Nel settore pubblico, l'arrivo in forze di gestione di criteri mutuati dal privato destabilizza altrettanto, se no di più i mestieri, le identità professionali, gli atteggiamenti(1). Per il personale coinvolto, i cambiamenti non tengono conto delle esperienze professionali individuali, ma si impongono con brutalità, disorientando gli uni e gli altri in una ricerca di adattamento ai cambiamenti sia dell'ambiente di lavoro che del pubblico destinatario dei servizi. Mentre il mondo cambia intorno a loro, gli incaricati dei servizi pubblici di stato, delle collettività territoriali e della funzione ospedaliera si sentono oppressi, imbrigliati, impediti a svolgere correttamente il proprio compito.

Bisogna avere nervi saldi, per mantenere il controllo di questo universo. Per non vivere nell'angoscia permanente di sviluppi che potrebbero esigere concessioni contrarie all'etica o alla coscienza di un lavoro ben fatto. In questo senso, il management moderno ha qualcosa del predatore. Pretendendo l'eccellenza, l'impegno totale e soprattutto incondizionato, si rivolge ai più resistenti, ai più forti. Esige flessibilità e disponibilità, a scapito della vita personale e familiare. Si capisce allora meglio, perché le grandi imprese abbiano una piramide di età in cui la base e la vetta sono strette: il management usa e getta in fretta. Difficile resistere, superata una certa età - quella chiamata "senior", che arriva prima dei 50 anni -, difficile inserirsi, se non si è fatta esperienza.

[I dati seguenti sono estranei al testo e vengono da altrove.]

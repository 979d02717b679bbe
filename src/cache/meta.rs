// Copyright (c) 2025-2026 Adrian Robinson. Licensed under the AGPL-3.0.
// See LICENSE file in the project root for full license text.

//! Expiry bookkeeping for cached remote subtrees.
//!
//! One entry per cached address. Entries expire by TTL or are marked
//! for removal out-of-band (e.g. after an authoritative invalidation
//! push); the [`CacheReclaimer`](super::reclaimer::CacheReclaimer)
//! consumes both kinds on its next sweep.

use std::collections::HashMap;
use std::time::{Duration, Instant};

use parking_lot::Mutex;
use tracing::trace;

/// Metadata for one cached address.
#[derive(Debug, Clone)]
pub struct NodeMeta {
    /// When the entry was inserted or last refreshed
    pub cached_at: Instant,
    /// Time-to-live from `cached_at`
    pub ttl: Duration,
    /// Marked for removal outside the TTL mechanism
    pub pending_removal: bool,
}

impl NodeMeta {
    fn new(ttl: Duration) -> Self {
        Self {
            cached_at: Instant::now(),
            ttl,
            pending_removal: false,
        }
    }

    /// True iff now >= cached_at + ttl.
    #[must_use]
    pub fn is_expired(&self) -> bool {
        self.cached_at.elapsed() >= self.ttl
    }
}

/// Tracks which remote addresses are currently cached and their expiry.
///
/// The entry map sits behind a single mutex shared between request
/// paths and the reclaimer; the sweep is periodic, so contention stays
/// low.
#[derive(Debug, Default)]
pub struct MetaCache {
    entries: Mutex<HashMap<String, NodeMeta>>,
}

impl MetaCache {
    #[must_use]
    pub fn new() -> Self {
        Self::default()
    }

    /// Insert or refresh an entry; expiry becomes now + `ttl`.
    ///
    /// Refreshing also clears a pending-removal mark: a fresh
    /// authoritative copy supersedes the earlier invalidation.
    pub fn put(&self, addr: &str, ttl: Duration) {
        let mut entries = self.entries.lock();
        entries.insert(addr.to_string(), NodeMeta::new(ttl));
        trace!(address = %addr, ttl_ms = ttl.as_millis() as u64, "meta entry cached");
    }

    /// True iff the entry's TTL has elapsed. An absent address counts as
    /// expired: no meta entry means no guaranteed data availability.
    #[must_use]
    pub fn is_expired(&self, addr: &str) -> bool {
        self.entries
            .lock()
            .get(addr)
            .map_or(true, NodeMeta::is_expired)
    }

    /// True iff the address is present, unexpired, and not marked for
    /// removal. This is the check readers must pass before touching the
    /// data cache.
    #[must_use]
    pub fn is_cached(&self, addr: &str) -> bool {
        self.entries
            .lock()
            .get(addr)
            .is_some_and(|meta| !meta.is_expired() && !meta.pending_removal)
    }

    /// Mark an entry for removal outside the TTL mechanism. No-op for
    /// absent addresses.
    pub fn mark_for_removal(&self, addr: &str) {
        if let Some(meta) = self.entries.lock().get_mut(addr) {
            meta.pending_removal = true;
            trace!(address = %addr, "meta entry marked for removal");
        }
    }

    /// Consume the marked entries: they are removed from the map and
    /// their addresses returned exactly once.
    pub fn take_pending_removals(&self) -> Vec<String> {
        let mut entries = self.entries.lock();
        let marked: Vec<String> = entries
            .iter()
            .filter(|(_, meta)| meta.pending_removal)
            .map(|(addr, _)| addr.clone())
            .collect();
        for addr in &marked {
            entries.remove(addr);
        }
        marked
    }

    /// Remove and return every expired entry.
    pub fn sweep_expired(&self) -> Vec<String> {
        let mut entries = self.entries.lock();
        let expired: Vec<String> = entries
            .iter()
            .filter(|(_, meta)| meta.is_expired())
            .map(|(addr, _)| addr.clone())
            .collect();
        for addr in &expired {
            entries.remove(addr);
        }
        expired
    }

    /// One sweep's worth of doomed addresses, collected under a single
    /// lock acquisition: `(expired, pending_removal)`.
    pub fn collect_removals(&self) -> (Vec<String>, Vec<String>) {
        let mut entries = self.entries.lock();
        let expired: Vec<String> = entries
            .iter()
            .filter(|(_, meta)| meta.is_expired())
            .map(|(addr, _)| addr.clone())
            .collect();
        for addr in &expired {
            entries.remove(addr);
        }
        let pending: Vec<String> = entries
            .iter()
            .filter(|(_, meta)| meta.pending_removal)
            .map(|(addr, _)| addr.clone())
            .collect();
        for addr in &pending {
            entries.remove(addr);
        }
        (expired, pending)
    }

    /// Point-in-time snapshot of all entries, safe to iterate while the
    /// map keeps mutating.
    #[must_use]
    pub fn all_entries(&self) -> Vec<(String, NodeMeta)> {
        self.entries
            .lock()
            .iter()
            .map(|(addr, meta)| (addr.clone(), meta.clone()))
            .collect()
    }

    /// Unconditional removal, idempotent.
    pub fn remove(&self, addr: &str) {
        self.entries.lock().remove(addr);
    }

    #[must_use]
    pub fn len(&self) -> usize {
        self.entries.lock().len()
    }

    #[must_use]
    pub fn is_empty(&self) -> bool {
        self.entries.lock().is_empty()
    }
}

#[cfg(test)]
mod tests {
    use super::*;
    use std::thread::sleep;

    const LONG: Duration = Duration::from_secs(60);

    #[test]
    fn test_put_and_is_cached() {
        let meta = MetaCache::new();
        meta.put("/a", LONG);

        assert!(meta.is_cached("/a"));
        assert!(!meta.is_expired("/a"));
        assert!(!meta.is_cached("/b"));
    }

    #[test]
    fn test_absent_address_counts_as_expired() {
        let meta = MetaCache::new();
        assert!(meta.is_expired("/never/cached"));
    }

    #[test]
    fn test_ttl_expiry() {
        let meta = MetaCache::new();
        meta.put("/a", Duration::from_millis(30));

        assert!(meta.is_cached("/a"));
        sleep(Duration::from_millis(60));
        assert!(meta.is_expired("/a"));
        assert!(!meta.is_cached("/a"));
    }

    #[test]
    fn test_sweep_removes_exactly_the_expired() {
        let meta = MetaCache::new();
        // Same insertion time, staggered expiry points.
        meta.put("/t1", Duration::from_millis(20));
        meta.put("/t2", Duration::from_millis(40));
        meta.put("/t3", Duration::from_millis(40));
        meta.put("/t4", Duration::from_millis(300));
        meta.put("/t5", Duration::from_millis(300));

        sleep(Duration::from_millis(100));
        let mut expired = meta.sweep_expired();
        expired.sort();

        assert_eq!(expired, vec!["/t1", "/t2", "/t3"]);
        assert_eq!(meta.len(), 2);
        assert!(meta.is_cached("/t4"));
        assert!(meta.is_cached("/t5"));
    }

    #[test]
    fn test_refresh_extends_expiry() {
        let meta = MetaCache::new();
        meta.put("/a", Duration::from_millis(40));
        sleep(Duration::from_millis(25));
        meta.put("/a", Duration::from_millis(40));
        sleep(Duration::from_millis(25));

        // 50ms after the first put, but only 25ms after the refresh.
        assert!(meta.is_cached("/a"));
    }

    #[test]
    fn test_pending_removals_are_consumed_once() {
        let meta = MetaCache::new();
        meta.put("/a", LONG);
        meta.put("/b", LONG);
        meta.mark_for_removal("/a");

        assert!(!meta.is_cached("/a"));
        assert!(meta.is_cached("/b"));

        assert_eq!(meta.take_pending_removals(), vec!["/a"]);
        assert_eq!(meta.take_pending_removals(), Vec::<String>::new());
        assert_eq!(meta.len(), 1);
    }

    #[test]
    fn test_mark_for_removal_on_absent_is_noop() {
        let meta = MetaCache::new();
        meta.mark_for_removal("/ghost");
        assert!(meta.take_pending_removals().is_empty());
    }

    #[test]
    fn test_collect_removals_never_reports_twice() {
        let meta = MetaCache::new();
        meta.put("/expired", Duration::from_millis(10));
        meta.put("/marked", LONG);
        meta.mark_for_removal("/marked");
        sleep(Duration::from_millis(30));

        let (expired, pending) = meta.collect_removals();
        assert_eq!(expired, vec!["/expired"]);
        assert_eq!(pending, vec!["/marked"]);
        assert!(meta.is_empty());

        let (expired, pending) = meta.collect_removals();
        assert!(expired.is_empty());
        assert!(pending.is_empty());
    }

    #[test]
    fn test_remove_is_idempotent() {
        let meta = MetaCache::new();
        meta.put("/a", LONG);
        meta.remove("/a");
        meta.remove("/a");
        assert!(meta.is_empty());
    }

    #[test]
    fn test_snapshot_is_detached() {
        let meta = MetaCache::new();
        meta.put("/a", LONG);
        let snapshot = meta.all_entries();
        meta.remove("/a");

        assert_eq!(snapshot.len(), 1);
        assert!(meta.is_empty());
    }
}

La presenza dei giovani nei cortei, accanto ai padri, prova la loro lucidità: il loro tasso di disoccupazione è uno dei più alti d'Europa. Sanno che la difficoltà ad entrare in un'impresa moderna ha qualcosa a che vedere con quella degli "anziani" a mantenere il posto di lavoro. Gli uni e gli altri pagano le stesse smisurate esigenze del management. E la situazione è ancora più grave, ovviamente, per chi ha un lavoro precario.

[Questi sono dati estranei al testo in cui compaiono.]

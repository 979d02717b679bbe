//! # vsl-core
//!
//! Synchronization and caching core of the Virtual State Layer (VSL),
//! the hierarchical namespace shared by a smart space's Knowledge
//! Agents (KAs). Each agent owns a subtree of addressed nodes; this
//! crate keeps peers eventually consistent while bounding staleness,
//! duplicate work, and query cost.
//!
//! ## Architecture
//!
//! ```text
//! ┌─────────────────────────────────────────────────────────────┐
//! │                       SyncCore                              │
//! │  • One handle per agent, wires everything below             │
//! │  • Spawns the background CacheReclaimer                     │
//! └─────────────────────────────────────────────────────────────┘
//!        │                │                  │
//!        ▼                ▼                  ▼
//! ┌──────────────┐ ┌───────────────┐ ┌──────────────────┐
//! │  ChangeLog   │ │ Meta + Data   │ │    TypeIndex     │
//! │  • append    │ │ caches        │ │  • type → addrs  │
//! │  • logpoints │ │ • TTL expiry  │ │  • hierarchical  │
//! │  • compacted │ │ • two-phase   │ │    removal       │
//! │    deltas    │ │   reclaim     │ │                  │
//! └──────────────┘ └───────────────┘ └──────────────────┘
//!        ▲                ▲
//!        │     ┌──────────────────────┐
//!        │     │  UpdateReplayCache   │
//!        └──── │  • (origin, rev) key │ ◀── inbound updates
//!              │  • lazy expiry       │
//!              └──────────────────────┘
//! ```
//!
//! ## Quick Start
//!
//! ```
//! use vsl_core::{SyncCore, VslCoreConfig};
//! use serde_json::json;
//!
//! # #[tokio::main(flavor = "current_thread")]
//! # async fn main() {
//! let mut core = SyncCore::new(VslCoreConfig::default());
//! core.start();
//!
//! // A local mutation: log it, checkpoint, answer a peer's delta query.
//! core.log_change("/agent1/lamp/brightness");
//! let logpoint = core.checkpoint();
//!
//! // A remote subtree fetched from a peer: cache it with bounded staleness.
//! core.store_remote_subtree("/agent2/door", json!({"open": false}))
//!     .await
//!     .unwrap();
//!
//! core.shutdown().await;
//! # }
//! ```
//!
//! ## Modules
//!
//! - [`coordinator`]: the [`SyncCore`] tying all components together
//! - [`changelog`]: hash-checkpointed change log with compacting delta queries
//! - [`cache`]: meta/data cache tiers and the background reclaimer
//! - [`replay`]: dedup cache for inbound update messages
//! - [`typeindex`]: type → address reverse index
//! - [`address`]: hierarchical address helpers
//! - [`config`]: tunables supplied by the agent's configuration provider
//! - [`metrics`]: backend-agnostic instrumentation

pub mod address;
pub mod cache;
pub mod changelog;
pub mod config;
pub mod coordinator;
pub mod metrics;
pub mod replay;
pub mod typeindex;

pub use cache::data::{AccessPolicy, AllowAll, CacheError, DataCache, InMemoryDataCache};
pub use cache::meta::{MetaCache, NodeMeta};
pub use cache::reclaimer::CacheReclaimer;
pub use changelog::{ChangeLog, ChangeLogError, INITIAL_LOGPOINT};
pub use config::VslCoreConfig;
pub use coordinator::SyncCore;
pub use metrics::LatencyTimer;
pub use replay::{ReplayError, UpdateRecord, UpdateReplayCache};
pub use typeindex::{StructureNode, TypeIndex, TypedNode};
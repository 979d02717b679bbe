// Copyright (c) 2025-2026 Adrian Robinson. Licensed under the AGPL-3.0.
// See LICENSE file in the project root for full license text.

//! Metrics instrumentation for vsl-core.
//!
//! Uses the `metrics` crate for backend-agnostic metrics collection.
//! The embedding agent daemon is responsible for choosing the exporter
//! (Prometheus, OTEL, etc.)
//!
//! # Metric Naming Convention
//! - `vsl_core_` prefix for all metrics
//! - `_total` suffix for counters
//! - `_seconds` suffix for duration histograms
//!
//! # Labels
//! - `operation`: store, get, remove, sweep
//! - `status`: hit, miss, success, error
//! - `outcome`: insert, replace, hit, expired, miss (replay cache)

use metrics::{counter, gauge, histogram};
use std::time::{Duration, Instant};

/// Record a cache operation and its outcome
pub fn record_cache_operation(operation: &str, status: &str) {
    counter!(
        "vsl_core_cache_operations_total",
        "operation" => operation.to_string(),
        "status" => status.to_string()
    )
    .increment(1);
}

/// Record one reclaimer sweep: entries evicted by TTL and by explicit marking
pub fn record_sweep(expired: usize, pending: usize) {
    counter!("vsl_core_sweep_expired_total").increment(expired as u64);
    counter!("vsl_core_sweep_pending_total").increment(pending as u64);
    counter!("vsl_core_sweeps_total").increment(1);
}

/// Set the current number of tracked cache entries
pub fn set_cached_nodes(count: usize) {
    gauge!("vsl_core_cached_nodes").set(count as f64);
}

/// Record one change log append
pub fn record_changelog_append() {
    counter!("vsl_core_changelog_appends_total").increment(1);
}

/// Record a delta query: raw entries in range vs. compacted result size
pub fn record_delta_query(raw: usize, compacted: usize) {
    counter!("vsl_core_delta_queries_total").increment(1);
    histogram!("vsl_core_delta_raw_entries").record(raw as f64);
    histogram!("vsl_core_delta_compacted_entries").record(compacted as f64);
}

/// Record a replay cache event
pub fn record_replay(outcome: &str) {
    counter!(
        "vsl_core_replay_events_total",
        "outcome" => outcome.to_string()
    )
    .increment(1);
}

/// Set the number of live types in the type index
pub fn set_type_index_types(count: usize) {
    gauge!("vsl_core_type_index_types").set(count as f64);
}

/// Record operation latency
pub fn record_latency(operation: &str, duration: Duration) {
    histogram!(
        "vsl_core_operation_seconds",
        "operation" => operation.to_string()
    )
    .record(duration.as_secs_f64());
}

/// A timing guard that records latency on drop
pub struct LatencyTimer {
    operation: &'static str,
    start: Instant,
}

impl LatencyTimer {
    /// Start a new latency timer
    pub fn new(operation: &'static str) -> Self {
        Self {
            operation,
            start: Instant::now(),
        }
    }
}

impl Drop for LatencyTimer {
    fn drop(&mut self) {
        record_latency(self.operation, self.start.elapsed());
    }
}

/// Convenience macro for timing operations
#[macro_export]
macro_rules! time_operation {
    ($op:expr) => {
        $crate::metrics::LatencyTimer::new($op)
    };
}

#[cfg(test)]
mod tests {
    use super::*;

    // These tests verify the API compiles and doesn't panic.
    // In production, you'd use metrics-util's Recorder for assertions.

    #[test]
    fn test_record_cache_operation() {
        record_cache_operation("get", "hit");
        record_cache_operation("store", "success");
        record_cache_operation("get", "miss");
    }

    #[test]
    fn test_record_sweep() {
        record_sweep(3, 1);
        record_sweep(0, 0);
    }

    #[test]
    fn test_gauges() {
        set_cached_nodes(42);
        set_type_index_types(7);
    }

    #[test]
    fn test_changelog_metrics() {
        record_changelog_append();
        record_delta_query(10, 4);
    }

    #[test]
    fn test_replay_metrics() {
        record_replay("insert");
        record_replay("expired");
    }

    #[test]
    fn test_latency_timer() {
        {
            let _timer = LatencyTimer::new("get");
            std::thread::sleep(Duration::from_micros(10));
        }
        // Timer recorded on drop
    }
}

Gli studi comparativi di Lucie Davoine e Dominique Méda(2), che risalgono al 2008 e riguardano ventisette paesi europei, rivelano che i francesi sono quelli che si aspettano di più dal lavoro, quelli per cui esso riveste una maggiore importanza, ma anche quelli che ne traggono più delusione e frustrazione.

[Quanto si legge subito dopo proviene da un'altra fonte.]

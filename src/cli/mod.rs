//! CLI module for device-ingest commands.
//!
//! ## Usage
//!
//! ```bash
//! device-ingest                   # Run the pipeline (same as `serve`)
//! device-ingest config show       # Print effective configuration
//! device-ingest config validate   # Exit 0 if configuration loads
//! ```

pub mod config_cmd;

/// Exit code for configuration errors and an unreachable store at startup.
pub const EXIT_CONFIG: i32 = 2;

/// Top-level command parsed from argv.
#[derive(Debug, Clone, PartialEq, Eq)]
pub enum Command {
    Serve,
    ConfigShow,
    ConfigValidate,
    Version,
    Help(Option<String>),
    Unknown(String),
}

impl Command {
    /// Parse from arguments, program name excluded.
    pub fn parse(args: &[String]) -> Self {
        let first = args.first().map(|s| s.as_str()).unwrap_or("serve");
        match first {
            "serve" | "" => Self::Serve,
            "config" => match args.get(1).map(|s| s.as_str()).unwrap_or("show") {
                "show" => Self::ConfigShow,
                "validate" => Self::ConfigValidate,
                other => Self::Unknown(format!("config {}", other)),
            },
            "version" | "--version" | "-V" => Self::Version,
            "help" | "--help" | "-h" => Self::Help(args.get(1).cloned()),
            other => Self::Unknown(other.to_string()),
        }
    }
}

Un dato che si spiega storicamente: l'elemento determinante della Rivoluzione francese che, liberando gli individui dalla servitù e rendendoli liberi di vendere la propria forza lavoro, ha fatto di quest'ultimo uno strumento di emancipazione; il che si traduce ancora oggi in lotte sociali particolarmente sentite. Il lavoro resta la chiave di volta della società.

L'eccesso di pretese crea cittadini inquieti, in preda a una sensazione di impotenza, chiusi nella sfiducia nei confronti degli altri e di regole del gioco che ritengono di non comprendere. Sono assillati dal problema dei mezzi per sopravvivere: più della metà dei francesi interrogati risponde agli intervistatori che teme di trovarsi un giorno senza fissa dimora.

In occasione della lotta contro la riforma delle pensioni, salariati isolati, che in genere rimuovono le difficoltà in quanto percepite come segno di debolezza o dimostrazione di disadattamento, sembrano conquistare la consapevolezza di un destino condiviso. Esibito da un gran numero di manifestanti, l'autoadesivo "Je lutte des classes" (Io faccio la lotta/lotta di classe), ideato dall'associazione Ne pas plier, simbolizza una possibile alleanza tra l'individualismo imposto dal mondo del lavoro moderno e una tradizione collettiva appannata.

* Direttrice di ricerca del Centre nationale de la recherche scientifique (Cnrs), Crespa - Gtm - università di Parigi - Ovest - Nanterre - La Défense, autrice in particolare di Travailler sans les autres?, Seuil, Parigi, 2009.

(1) Leggere "Comment l'entreprise usurpe les valeurs du service pubblic", Le Monde diplomatique, settembre 2009

(Traduzione di G.P.)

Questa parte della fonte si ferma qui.